Christian Bobin est né le 24 avril 1951 au Creusot, une petite ville en Bourgogne où il vit toujours. Élevé dans une petite maison près de l’église Saint-Charles, il s’intéresse au monde des livres dès son enfance. Il a un frère et une sœur, tous deux ses aînés. Son père était dessinateur industriel dans les usines Schneider où sa mère a également travaillé pendant un temps. Il a suivi des études en philosophie, discipline qui a eu une profonde influence sur ses œuvres. Après des études de philosophie à l’université de Dijon pendant quelques années, Bobin a travaillé dans divers endroits : la bibliothèque municipale d’Autun, un musée au Creusot, les hôpitaux de Besançon et de Dijon, et la revue Milieux en tant que rédacteur.
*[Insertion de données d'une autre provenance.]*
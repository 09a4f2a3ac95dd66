//! Credential binding
//!
//! Decides which access token an invocation runs with and keeps one client
//! bound to the most recently resolved credential.

use crate::error::AppError;
use crate::facebook::{Credential, FacebookClient, GraphTransport, ACCESS_TOKEN_KEY};
use serde_json::Value;
use std::sync::{Arc, Mutex};
use tracing::debug;

pub struct CredentialBinder {
    static_token: Option<String>,
    page_id: Option<String>,
    transport: Arc<dyn GraphTransport>,
    bound: Mutex<Option<FacebookClient>>,
}

impl CredentialBinder {
    /// Empty strings count as not configured
    pub fn new(
        static_token: Option<String>,
        page_id: Option<String>,
        transport: Arc<dyn GraphTransport>,
    ) -> Self {
        Self {
            static_token: static_token.filter(|t| !t.is_empty()),
            page_id: page_id.filter(|p| !p.is_empty()),
            transport,
            bound: Mutex::new(None),
        }
    }

    pub fn has_static_credential(&self) -> bool {
        self.static_token.is_some()
    }

    /// Static token when configured, otherwise the per-call override
    pub fn resolve(&self, args: &Value) -> Result<Credential, AppError> {
        let token = match &self.static_token {
            Some(token) => token.clone(),
            None => args
                .get(ACCESS_TOKEN_KEY)
                .and_then(|v| v.as_str())
                .filter(|t| !t.is_empty())
                .map(str::to_string)
                .ok_or_else(|| AppError::MissingCredential(ACCESS_TOKEN_KEY.to_string()))?,
        };
        Ok(Credential::new(token, self.page_id.clone()))
    }

    /// Resolve the credential and hand back a client bound to it.
    ///
    /// The returned client is the caller's own copy: a later rebinding by
    /// another invocation does not affect it.
    pub fn bind(&self, args: &Value) -> Result<FacebookClient, AppError> {
        let credential = self.resolve(args)?;

        let mut bound = self
            .bound
            .lock()
            .map_err(|e| AppError::Internal(format!("Failed to acquire client lock: {}", e)))?;

        if let Some(client) = bound.as_ref() {
            if client.credential() == &credential {
                return Ok(client.clone());
            }
        }

        debug!("Binding Facebook client to a new access token");
        let client = FacebookClient::new(credential, self.transport.clone())?;
        *bound = Some(client.clone());
        Ok(client)
    }

    /// Credential of the currently bound client, if any
    #[cfg(test)]
    pub fn bound_credential(&self) -> Option<Credential> {
        self.bound
            .lock()
            .ok()
            .and_then(|b| b.as_ref().map(|c| c.credential().clone()))
    }
}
Ayant connu le succès en partie grâce à Une petite robe de fête, il reste un auteur relativement discret, épris de silence et des roses, fuyant les milieux littéraires. En 1992, il fait ses premiers pas d’écrivain à la suite de la publication de Le Très-Bas consacré à saint François d’Assise. Il reçut le prix des Deux Magots ainsi que le Grand Prix catholique de littérature en 1993 pour cet ouvrage. En 1996, il publie La plus que vive afin de rendre hommage à l’une de ses amies Ghislaine, morte d’une rupture d’anévrisme. Ce décès est aussi l’une des plus grandes blessures de sa vie. Cet écrivain contemporain est de plus l’auteur d’une belle lettre-postface pour L’ombre la neige [2] de Maximine [3], ainsi que des préfaces pour les deux récits de Patrick Renou [4] : Sorianoda [5] et Tu m’entends [6] ? Enfin, il a publié en 1995 chez Gallimard La Folle Allure, livre d’environ 170 pages. Il s’agit d’un récit méditatif et poétique où l’auteur nous invite à « mener double vie dans nos vies, double sang dans nos cœurs, la joie avec la peine, le rire avec les ombres, deux chevaux dans le même attelage, chacun tirant de son côté à folle allure. » [7]

Christian Bobin

Bobin écrit avec l’instrument d’un musicien, la pensée d’un philosophe, la plume d’un savant et le sentiment d’un poète. Il ressemble à un oiseau qui ne se pose pas sur une branche ni sur le toit des maisons ; il vient jusque devant nos yeux, ouvre doucement le bec, chante un refrain et s’éloigne. Il crée ainsi un tableau imaginatif de toutes les couleurs ; on pourrait dire que ses œuvres ressemblent quelques fois aux poèmes de Sohrâb Sepehri : « La vie pourrait être une rose... » [8]

L’œuvre de Christian Bobin est difficile à classer, tenant à la fois ou séparément du roman, du journal intime et de la poésie en prose. [9] En fait, elle oscille entre le récit et le poème. Une sorte de musique est cachée dans les lignes de ses textes.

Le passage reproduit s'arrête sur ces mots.